(Saved data entries)
//! Error types for load and dump operations.
//!
//! Navigation through [`crate::Wrapper`] never fails, so nothing here is
//! produced by `get`, `at_one`, `at_many` or iteration.

use std::path::PathBuf;
use thiserror::Error;

/// Errors that can occur while loading or dumping a tree value.
#[derive(Error, Debug)]
pub enum WrapError {
    /// The input was neither valid JSON nor valid YAML.
    /// Carries the diagnostic from each parser.
    #[error("Parsing errors:\nJSON: {json}\nYAML: {yaml}")]
    Parse { json: String, yaml: String },

    /// The file to load does not exist.
    #[error("File not found: {}", path.display())]
    FileNotFound { path: PathBuf },

    /// The directory to save into does not exist.
    #[error("Path does not exist: {}", path.display())]
    PathNotFound { path: PathBuf },

    /// Any other I/O failure while reading or writing `path`.
    #[error("I/O error on {}: {source}", path.display())]
    Io {
        path: PathBuf,
        #[source]
        source: std::io::Error,
    },

    /// The requested serialization format is not `json` or `yaml`.
    #[error("Unsupported format: '{0}'")]
    UnsupportedFormat(String),

    /// The JSON emitter failed.
    #[error("JSON serialization error: {0}")]
    Json(#[from] serde_json::Error),

    /// The YAML emitter failed.
    #[error("YAML serialization error: {0}")]
    Yaml(#[from] serde_yaml::Error),
}

/// Convenience alias used throughout jsonwrap.
pub type Result<T> = std::result::Result<T, WrapError>;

Required work
All of the entries above need to be output again exactly.

Result for this exercise
//! Error types for load and dump operations.
//!
//! Navigation through [`crate::Wrapper`] never fails, so nothing here is
//! produced by `get`, `at_one`, `at_many` or iteration.

use std::path::PathBuf;
use thiserror::Error;

/// Errors that can occur while loading or dumping a tree value.
#[derive(Error, Debug)]
pub enum WrapError {
    /// The input was neither valid JSON nor valid YAML.
    /// Carries the diagnostic from each parser.
    #[error("Parsing errors:\nJSON: {json}\nYAML: {yaml}")]
    Parse { json: String, yaml: String },

    /// The file to load does not exist.
    #[error("File not found: {}", path.display())]
    FileNotFound { path: PathBuf },

    /// The directory to save into does not exist.
    #[error("Path does not exist: {}", path.display())]
    PathNotFound { path: PathBuf },

    /// Any other I/O failure while reading or writing `path`.
    #[error("I/O error on {}: {source}", path.display())]
    Io {
        path: PathBuf,
        #[source]
        source: std::io::Error,
    },

    /// The requested serialization format is not `json` or `yaml`.
    #[error("Unsupported format: '{0}'")]
    UnsupportedFormat(String),

    /// The JSON emitter failed.
    #[error("JSON serialization error: {0}")]
    Json(#[from] serde_json::Error),

    /// The YAML emitter failed.
    #[error("YAML serialization error: {0}")]
    Yaml(#[from] serde_yaml::Error),
}

/// Convenience alias used throughout jsonwrap.
pub type Result<T> = std::result::Result<T, WrapError>;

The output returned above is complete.